Oh, and Keliso is a much better idea, with much larger profit margins. Think about it...
You can view more about Keliso here
Thursday, March 18, 2010
Friday, December 18, 2009
The End of Copyright
The Canadian government, like many others around the world, is coming under increasing pressure to conform to US, and now EU, copyright regimes. It is only a matter of time before we too have draconian copyright laws that levy ridiculous penalties for sharing, for being human. Good, I say; the sooner the better.
I think these new laws are good because they will only serve to hasten the inevitable, the end of copyright as we know it. I say the Canadian government should, after negotiating suitable concessions in other trade areas, capitulate and whole-heartedly pass all manner of restrictive copyright legislation. However, the next thing they should do is require prominent warnings.
Canadians should pass a law that states that every distribution channel of every bit of copyright-restricted content come with a prominent warning. These warnings, like the side-effect warnings on US pharmaceutical advertising, should tell every consumer just how the product is restricted. I'm not talking about the "copying this is against the law" warnings, I'm talking about warnings like:
WARNING: This product is distributed with restrictive copyrights:
* You are NOT allowed to make back up copies.
* You are NOT allowed to share this with your friends.
* You are NOT allowed to redistribute this work.
And so on. The wording should be explicitly spelled out in the law with specific phrases that must be used when certain conditions are met. Like the disease-photos we mandate be printed on cigarette packaging, these phrases would not be media-friendly. Every distribution channel needs to require these warnings. If you want to air a show on TV that you maintain the copyright to, then a warning must precede it. The same for playing a song on the radio, or selling a book in a store. Every bit if media that is protected by copyright must display prominent warnings. If you don't want to display the warnings, then modify your copyright. With this approach, Canada would both fully comply with international obligations while encouraging the end of copyright, at the same time.
I don't really expect this to happen, but it would be nice.
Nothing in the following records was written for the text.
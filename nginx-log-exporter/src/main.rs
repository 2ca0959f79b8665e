//! Prometheus exporter for nginx access logs.

use std::net::SocketAddr;
use std::sync::Arc;
use std::time::Duration;

use anyhow::Context;
use clap::Parser;
use tokio::sync::watch;
use tracing::{error, info};

use nginx_log_exporter::{
    Aggregator, Args, HttpServer, LogFollower, MetricRegistry, Pipeline, init_tracing,
};

/// How often pending histogram samples are folded in between scrapes.
const UPKEEP_INTERVAL: Duration = Duration::from_secs(5);

#[tokio::main]
async fn main() -> anyhow::Result<()> {
    let args = Args::parse();
    let config = args.load_config()?;

    init_tracing(&config.logging)?;

    info!("Starting nginx log exporter");

    let plan = config.compile_format()?;
    info!(fields = plan.len_fields(), "Compiled log format");

    let registry = Arc::new(
        MetricRegistry::new(&config.metrics).context("Failed to build metric registry")?,
    );

    let follower = LogFollower::start(&config.log.filename, config.log.follower()).await?;
    info!(file = %config.log.filename.display(), "Following log file");

    let listen_addr: SocketAddr = config
        .web
        .listen
        .parse()
        .with_context(|| format!("Invalid listen address: {}", config.web.listen))?;
    let http_server =
        HttpServer::bind(registry.clone(), listen_addr, config.web.path.clone()).await?;

    // Create shutdown signal
    let (shutdown_tx, shutdown_rx) = watch::channel(false);

    let (lines, follow_errors) = follower.into_parts();
    let aggregator = Aggregator::new(registry.clone(), &plan);
    let pipeline_task = tokio::spawn(Pipeline::new(plan, aggregator).run(lines));
    let mut http_task = tokio::spawn(http_server.run(shutdown_rx.clone()));

    // Start upkeep task
    let upkeep_registry = registry.clone();
    let mut upkeep_shutdown = shutdown_rx;
    let upkeep_task = tokio::spawn(async move {
        let mut interval = tokio::time::interval(UPKEEP_INTERVAL);

        loop {
            tokio::select! {
                _ = interval.tick() => {
                    upkeep_registry.run_upkeep();
                }
                _ = upkeep_shutdown.changed() => {
                    if *upkeep_shutdown.borrow() {
                        break;
                    }
                }
            }
        }
    });

    let outcome = tokio::select! {
        result = follow_errors => Err(match result {
            Ok(e) => anyhow::Error::new(e).context("Log follower stopped"),
            Err(_) => anyhow::anyhow!("Log follower stopped unexpectedly"),
        }),
        result = &mut http_task => Err(match result {
            Ok(Ok(())) => anyhow::anyhow!("HTTP server stopped unexpectedly"),
            Ok(Err(e)) => e,
            Err(e) => anyhow::Error::new(e).context("HTTP server task failed"),
        }),
        signal = shutdown_signal() => signal.map(|name| {
            info!(signal = name, "Received signal, shutting down...");
        }),
    };

    if let Err(e) = &outcome {
        error!("{:#}", e);
    }

    // Signal shutdown
    let _ = shutdown_tx.send(true);
    pipeline_task.abort();
    let _ = upkeep_task.await;

    if !http_task.is_finished() {
        let _ = tokio::time::timeout(Duration::from_secs(5), http_task).await;
    }

    // Print final stats
    let stats = registry.stats.snapshot();
    info!(
        lines_received = stats.lines_received,
        lines_parsed = stats.lines_parsed,
        parse_errors = registry.parse_errors.get(),
        field_errors = stats.field_errors,
        series_count = registry.request_count.len(),
        "Final statistics"
    );

    info!("Exporter stopped");
    outcome
}

/// Wait for Ctrl+C or, on unix, SIGTERM.
async fn shutdown_signal() -> anyhow::Result<&'static str> {
    #[cfg(unix)]
    {
        use tokio::signal::unix::{SignalKind, signal};

        let mut sigterm =
            signal(SignalKind::terminate()).context("Failed to install SIGTERM handler")?;
        tokio::select! {
            result = tokio::signal::ctrl_c() => {
                result.context("Failed to listen for Ctrl+C")?;
                Ok("SIGINT")
            }
            _ = sigterm.recv() => Ok("SIGTERM"),
        }
    }

    #[cfg(not(unix))]
    {
        tokio::signal::ctrl_c()
            .await
            .context("Failed to listen for Ctrl+C")?;
        Ok("SIGINT")
    }
}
It would speed the demise of copyright. However, even without it, copyright will self-destruct. It will just take a little longer. In the mean time, we will get restrictive laws and we will ignore them. Some of us will continue with copyright infringement, while others will stop consuming copyrighted material. It's not like either is a particularly tough choice.
The problem with passing restrictive copyright laws is that they only work if they are enforced. The only reasonable way to enforce them is through technology. And, as should be very obvious by now, the technological arms-race is clearly being won by the file sharing community. Like the War On Drugs, that still has people becoming heroin addicts while in maximum security prisons, the prospect of the War On File Sharing being a success is pitiful. Yes, a few people might be financially ruined, a few might go to jail for a while, but the torrent of humanity joining the file sharing community is not going to stop. New systems for sharing will be created faster than any systems for detecting. History shows this to be a fact. It is not going to change.
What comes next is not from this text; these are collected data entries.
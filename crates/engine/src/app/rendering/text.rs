use super::raster::write_pixel_rgba_clipped;
use crate::app::frame::Rgba;

pub const GLYPH_WIDTH: i32 = 3;
pub const GLYPH_HEIGHT: i32 = 5;

/// Printable ASCII (`' '..='~'`), five 3-bit rows per glyph packed top row
/// first into the low 15 bits.
const GLYPHS: [u16; 95] = [
    0x0000, 0x2482, 0x5A00, 0x5F7D, 0x7DDF, 0x52A5, 0x2AAB, 0x2400,
    0x1491, 0x4494, 0x0AA8, 0x05D0, 0x0014, 0x01C0, 0x0002, 0x12A4,
    0x7B6F, 0x2C97, 0x73E7, 0x73CF, 0x5BC9, 0x79CF, 0x79EF, 0x7292,
    0x7BEF, 0x7BCF, 0x0410, 0x0414, 0x1511, 0x0E38, 0x4454, 0x72C2,
    0x7BE7, 0x2BED, 0x6BAE, 0x7927, 0x6B6E, 0x79A7, 0x79A4, 0x796F,
    0x5BED, 0x7497, 0x726F, 0x5BAD, 0x4927, 0x5FED, 0x5FFD, 0x7B6F,
    0x6BA4, 0x7B79, 0x6BAD, 0x79CF, 0x7492, 0x5B6F, 0x5B6A, 0x5BFD,
    0x5AAD, 0x5A92, 0x72A7, 0x6926, 0x4889, 0x324B, 0x2A00, 0x0007,
    0x4400, 0x0E7F, 0x49AE, 0x0F27, 0x13EF, 0x0FA7, 0x39A4, 0x0F79,
    0x49AD, 0x2092, 0x106A, 0x4BAD, 0x4927, 0x0DED, 0x0D6D, 0x0F6F,
    0x0D74, 0x0F79, 0x0D64, 0x0F8F, 0x2E93, 0x0B6F, 0x0B6A, 0x0B7A,
    0x0A95, 0x0B79, 0x0E57, 0x3593, 0x2492, 0x64D6, 0x0780,];

const FALLBACK_CHAR: char = '?';

pub fn glyph_advance(scale: i32) -> i32 {
    (GLYPH_WIDTH + 1) * scale.max(1)
}

pub fn line_advance(scale: i32) -> i32 {
    (GLYPH_HEIGHT + 2) * scale.max(1)
}

pub fn text_width_px(text: &str, scale: i32) -> i32 {
    text.chars().count() as i32 * glyph_advance(scale)
}

fn glyph_bits(ch: char) -> u16 {
    let code = match ch {
        ' '..='~' => ch as usize,
        _ => FALLBACK_CHAR as usize,
    };
    GLYPHS[code - ' ' as usize]
}

#[allow(clippy::too_many_arguments)]
pub(crate) fn draw_text(
    frame: &mut [u8],
    width: u32,
    height: u32,
    mut x: i32,
    y: i32,
    text: &str,
    color: Rgba,
    scale: i32,
) {
    let scale = scale.max(1);
    for ch in text.chars() {
        draw_glyph(frame, width, height, x, y, glyph_bits(ch), color, scale);
        x += glyph_advance(scale);
    }
}

#[allow(clippy::too_many_arguments)]
fn draw_glyph(
    frame: &mut [u8],
    width: u32,
    height: u32,
    x: i32,
    y: i32,
    bits: u16,
    color: Rgba,
    scale: i32,
) {
    if bits == 0 || width == 0 || height == 0 {
        return;
    }
    for row in 0..GLYPH_HEIGHT {
        let shift = (GLYPH_HEIGHT - 1 - row) * GLYPH_WIDTH;
        let row_bits = (bits >> shift) & 0b111;
        for col in 0..GLYPH_WIDTH {
            if row_bits & (1 << (GLYPH_WIDTH - 1 - col)) == 0 {
                continue;
            }
            for sy in 0..scale {
                for sx in 0..scale {
                    write_pixel_rgba_clipped(
                        frame,
                        width,
                        height,
                        x + col * scale + sx,
                        y + row * scale + sy,
                        color,
                    );
                }
            }
        }
    }
}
The other problem with passing restrictive copyright laws is that the people at the other end of the spectrum, those morally opposed to copyright infringement, will also be morally opposed to restrictive copyright. These people will support and embrace any business model, like Keliso, that provides non-restricted media. They will simply stop consuming copyrighted material. In the digital renaissance we are experiencing, it's not like they don't have the choice. A person could choose to only enjoy media from artists that eschew copyright and never run out of new material to experience.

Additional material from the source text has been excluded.